# PROMPT
Please set the lines down again exactly, from the top of the entries through the line that contains "the opcode reference.".

-----

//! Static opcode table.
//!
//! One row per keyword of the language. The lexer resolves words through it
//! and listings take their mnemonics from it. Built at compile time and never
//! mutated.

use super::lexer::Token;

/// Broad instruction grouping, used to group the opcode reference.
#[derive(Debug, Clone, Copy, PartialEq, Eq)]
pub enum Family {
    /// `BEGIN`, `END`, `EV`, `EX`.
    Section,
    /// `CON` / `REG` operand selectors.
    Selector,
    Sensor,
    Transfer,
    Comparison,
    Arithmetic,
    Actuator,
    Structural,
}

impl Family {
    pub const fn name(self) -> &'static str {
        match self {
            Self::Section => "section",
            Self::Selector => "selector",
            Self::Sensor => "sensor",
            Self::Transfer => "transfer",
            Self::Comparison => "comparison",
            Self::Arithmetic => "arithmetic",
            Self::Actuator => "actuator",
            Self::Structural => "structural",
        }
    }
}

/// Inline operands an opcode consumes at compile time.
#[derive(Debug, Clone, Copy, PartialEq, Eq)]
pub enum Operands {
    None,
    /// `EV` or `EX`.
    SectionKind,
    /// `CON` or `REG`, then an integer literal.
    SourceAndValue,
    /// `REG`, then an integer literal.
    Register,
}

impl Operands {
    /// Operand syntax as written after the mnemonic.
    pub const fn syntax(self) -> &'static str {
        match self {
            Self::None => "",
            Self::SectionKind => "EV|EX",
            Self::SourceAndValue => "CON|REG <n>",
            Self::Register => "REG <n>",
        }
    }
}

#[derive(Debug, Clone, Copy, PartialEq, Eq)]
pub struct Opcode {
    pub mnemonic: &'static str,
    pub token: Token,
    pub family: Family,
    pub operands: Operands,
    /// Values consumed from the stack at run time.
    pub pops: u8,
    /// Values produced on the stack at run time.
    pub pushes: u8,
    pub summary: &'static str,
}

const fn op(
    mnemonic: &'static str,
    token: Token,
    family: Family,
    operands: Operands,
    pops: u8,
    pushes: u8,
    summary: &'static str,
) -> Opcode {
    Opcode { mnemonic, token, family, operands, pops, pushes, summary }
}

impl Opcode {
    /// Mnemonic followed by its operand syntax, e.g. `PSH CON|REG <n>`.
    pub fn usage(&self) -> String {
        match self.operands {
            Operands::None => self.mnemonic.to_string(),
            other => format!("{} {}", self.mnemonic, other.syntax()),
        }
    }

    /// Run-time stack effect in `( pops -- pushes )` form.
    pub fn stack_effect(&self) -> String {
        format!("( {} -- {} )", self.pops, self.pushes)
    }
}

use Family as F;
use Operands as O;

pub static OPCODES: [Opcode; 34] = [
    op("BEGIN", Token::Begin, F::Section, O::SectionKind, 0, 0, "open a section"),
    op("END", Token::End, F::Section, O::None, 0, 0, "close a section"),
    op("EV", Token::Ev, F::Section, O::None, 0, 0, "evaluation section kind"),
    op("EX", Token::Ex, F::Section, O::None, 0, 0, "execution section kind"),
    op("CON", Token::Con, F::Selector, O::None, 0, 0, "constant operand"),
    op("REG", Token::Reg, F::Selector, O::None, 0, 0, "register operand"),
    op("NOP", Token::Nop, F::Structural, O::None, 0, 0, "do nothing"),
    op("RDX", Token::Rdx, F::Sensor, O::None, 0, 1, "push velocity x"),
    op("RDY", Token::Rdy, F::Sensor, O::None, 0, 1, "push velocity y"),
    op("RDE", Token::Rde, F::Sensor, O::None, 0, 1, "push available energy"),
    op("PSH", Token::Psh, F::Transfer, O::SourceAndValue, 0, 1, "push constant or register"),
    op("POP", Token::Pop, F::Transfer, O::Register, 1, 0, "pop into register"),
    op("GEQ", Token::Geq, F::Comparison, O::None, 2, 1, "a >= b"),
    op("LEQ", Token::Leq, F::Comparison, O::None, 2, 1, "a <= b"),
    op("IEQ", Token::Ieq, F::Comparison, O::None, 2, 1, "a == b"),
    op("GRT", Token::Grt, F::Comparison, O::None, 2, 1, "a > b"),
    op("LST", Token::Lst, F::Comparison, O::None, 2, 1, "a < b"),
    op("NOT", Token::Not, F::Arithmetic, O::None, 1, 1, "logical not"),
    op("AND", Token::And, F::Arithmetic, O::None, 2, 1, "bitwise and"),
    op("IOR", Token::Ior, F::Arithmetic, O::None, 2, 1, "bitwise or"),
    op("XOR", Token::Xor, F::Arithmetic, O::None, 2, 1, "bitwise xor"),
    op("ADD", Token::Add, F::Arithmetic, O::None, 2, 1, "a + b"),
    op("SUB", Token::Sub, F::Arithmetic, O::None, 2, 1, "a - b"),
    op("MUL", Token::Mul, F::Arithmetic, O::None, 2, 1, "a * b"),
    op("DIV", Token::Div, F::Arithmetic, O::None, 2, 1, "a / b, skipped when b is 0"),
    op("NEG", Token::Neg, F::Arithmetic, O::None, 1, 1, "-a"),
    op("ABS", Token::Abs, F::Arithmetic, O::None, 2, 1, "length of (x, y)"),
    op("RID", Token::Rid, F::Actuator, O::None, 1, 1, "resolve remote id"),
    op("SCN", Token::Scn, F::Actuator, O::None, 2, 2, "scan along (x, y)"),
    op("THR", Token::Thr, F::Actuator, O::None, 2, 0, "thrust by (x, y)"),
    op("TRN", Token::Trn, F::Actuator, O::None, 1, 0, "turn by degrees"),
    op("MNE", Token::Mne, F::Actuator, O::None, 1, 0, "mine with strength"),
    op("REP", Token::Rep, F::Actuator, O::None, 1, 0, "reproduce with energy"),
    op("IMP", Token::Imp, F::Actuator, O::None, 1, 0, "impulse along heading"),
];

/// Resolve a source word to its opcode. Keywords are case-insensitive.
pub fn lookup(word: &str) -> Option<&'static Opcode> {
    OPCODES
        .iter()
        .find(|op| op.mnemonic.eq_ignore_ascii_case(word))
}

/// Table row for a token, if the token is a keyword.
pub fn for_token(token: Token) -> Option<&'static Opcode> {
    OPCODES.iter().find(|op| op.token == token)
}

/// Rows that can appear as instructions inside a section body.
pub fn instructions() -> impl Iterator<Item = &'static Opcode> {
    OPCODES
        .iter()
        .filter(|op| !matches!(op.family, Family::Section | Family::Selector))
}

-----

# RESULT
//! Static opcode table.
//!
//! One row per keyword of the language. The lexer resolves words through it
//! and listings take their mnemonics from it. Built at compile time and never
//! mutated.

use super::lexer::Token;

/// Broad instruction grouping, used to group the opcode reference.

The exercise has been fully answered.